🤖 AI Summary
This work addresses the significant performance degradation and hindered knowledge sharing in graph federated learning caused by the dual heterogeneity of node features and graph structures across clients. To jointly model and mitigate both sources of heterogeneity, the authors propose FedSSA, a novel approach that aligns category-level semantic distributions via variational inference and achieves structural alignment through spectral graph neural networks combined with spectral energy metrics. Furthermore, FedSSA introduces cluster-level representative distributions and a spectral energy-based clustering mechanism to foster collaborative learning of semantic and structural knowledge across clients. Extensive experiments on six homophilic and five heterophilic graph datasets demonstrate that FedSSA consistently outperforms eleven state-of-the-art methods under both non-overlapping and overlapping client partitions, confirming its effectiveness and robustness.
📝 Abstract
Graph Federated Learning (GFL) enables distributed graph representation learning while protecting the privacy of graph data. However, GFL suffers from heterogeneity arising from diverse node features and structural topologies across multiple clients. To address both types of heterogeneity, we propose a novel graph Federated learning method via Semantic and Structural Alignment (FedSSA), which shares the knowledge of both node features and structural topologies.
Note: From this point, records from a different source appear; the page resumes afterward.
// Ultralytics 🚀 AGPL-3.0 License - https://ultralytics.com/license
//
// ONNX Runtime 后端

use std::path::Path;

use ndarray::{Array3, Array4};
use ort::session::Session;
use tracing::{debug, info};

use super::{InferenceBackend, Specialization};
use crate::error::{MaskError, Result};

pub struct OrtBackend {
    session: Session,
    input_name: String,
    output_name: String,
}

impl std::fmt::Debug for OrtBackend {
    fn fmt(&self, f: &mut std::fmt::Formatter<'_>) -> std::fmt::Result {
        f.debug_struct("OrtBackend")
            .field("input_name", &self.input_name)
            .field("output_name", &self.output_name)
            .finish()
    }
}

fn backend_error(context: &str, e: impl std::fmt::Display) -> MaskError {
    MaskError::Backend(format!("{}: {}", context, e))
}

impl OrtBackend {
    pub fn from_file<P: AsRef<Path>>(path: P) -> Result<Self> {
        let path = path.as_ref();
        info!("加载 ONNX 模型: {}", path.display());

        let session = Session::builder()
            .map_err(|e| backend_error("创建会话失败", e))?
            .commit_from_file(path)
            .map_err(|e| backend_error("加载模型失败", e))?;

        let input_name = session
            .inputs()
            .first()
            .map(|input| input.name().to_string())
            .ok_or_else(|| MaskError::Backend("模型没有输入".to_string()))?;
        let output_name = session
            .outputs()
            .first()
            .map(|output| output.name().to_string())
            .ok_or_else(|| MaskError::Backend("模型没有输出".to_string()))?;
        debug!("模型输入: {}, 输出: {}", input_name, output_name);

        Ok(Self {
            session,
            input_name,
            output_name,
        })
    }
}

impl InferenceBackend for OrtBackend {
    fn specialize(&mut self, spec: &Specialization, sample: &Array4<f32>) -> Result<()> {
        info!(
            "预热模型: 输入 {:?}, target_size={}, pad_size={}",
            spec.input_size, spec.target_size, spec.pad_size
        );
        let t = std::time::Instant::now();
        let _ = self.forward(&Array4::zeros(sample.raw_dim()))?;
        let _ = self.forward(sample)?;
        info!("预热完成, 耗时 {:?}", t.elapsed());
        Ok(())
    }

    fn forward(&mut self, input: &Array4<f32>) -> Result<Array3<f32>> {
        let shape: Vec<i64> = input.shape().iter().map(|&d| d as i64).collect();
        let data: Vec<f32> = input.iter().copied().collect();
        let tensor = ort::value::Tensor::from_array((shape, data))
            .map_err(|e| backend_error("创建输入张量失败", e))?;

        let outputs = self
            .session
            .run(ort::inputs![self.input_name.as_str() => tensor])
            .map_err(|e| backend_error("推理失败", e))?;

        let output = outputs
            .get(self.output_name.as_str())
            .ok_or_else(|| MaskError::Backend(format!("缺少输出 {}", self.output_name)))?;
        let (shape, data) = output
            .try_extract_tensor::<f32>()
            .map_err(|e| backend_error("读取输出失败", e))?;

        let dims: Vec<usize> = shape.iter().map(|&d| d as usize).collect();
        if dims.len() != 3 {
            return Err(MaskError::MalformedOutput(format!(
                "期望三维输出, 实际形状 {:?}",
                dims
            )));
        }
        Ok(Array3::from_shape_vec((dims[0], dims[1], dims[2]), data.to_vec())?)
    }
}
For node feature heterogeneity, we propose a novel variational model to infer class-wise node distributions, so that we can cluster clients based on inferred distributions and construct cluster-level representative distributions. We then minimize the divergence between local and cluster-level distributions to facilitate semantic knowledge sharing. For structural heterogeneity, we employ spectral Graph Neural Networks (GNNs) and propose a spectral energy measure to characterize structural information, so that we can cluster clients based on spectral energy and build cluster-level spectral GNNs. We then align the spectral characteristics of local spectral GNNs with those of cluster-level spectral GNNs to enable structural knowledge sharing. Experiments on six homophilic and five heterophilic graph datasets under both non-overlapping and overlapping partitioning settings demonstrate that FedSSA consistently outperforms eleven state-of-the-art methods.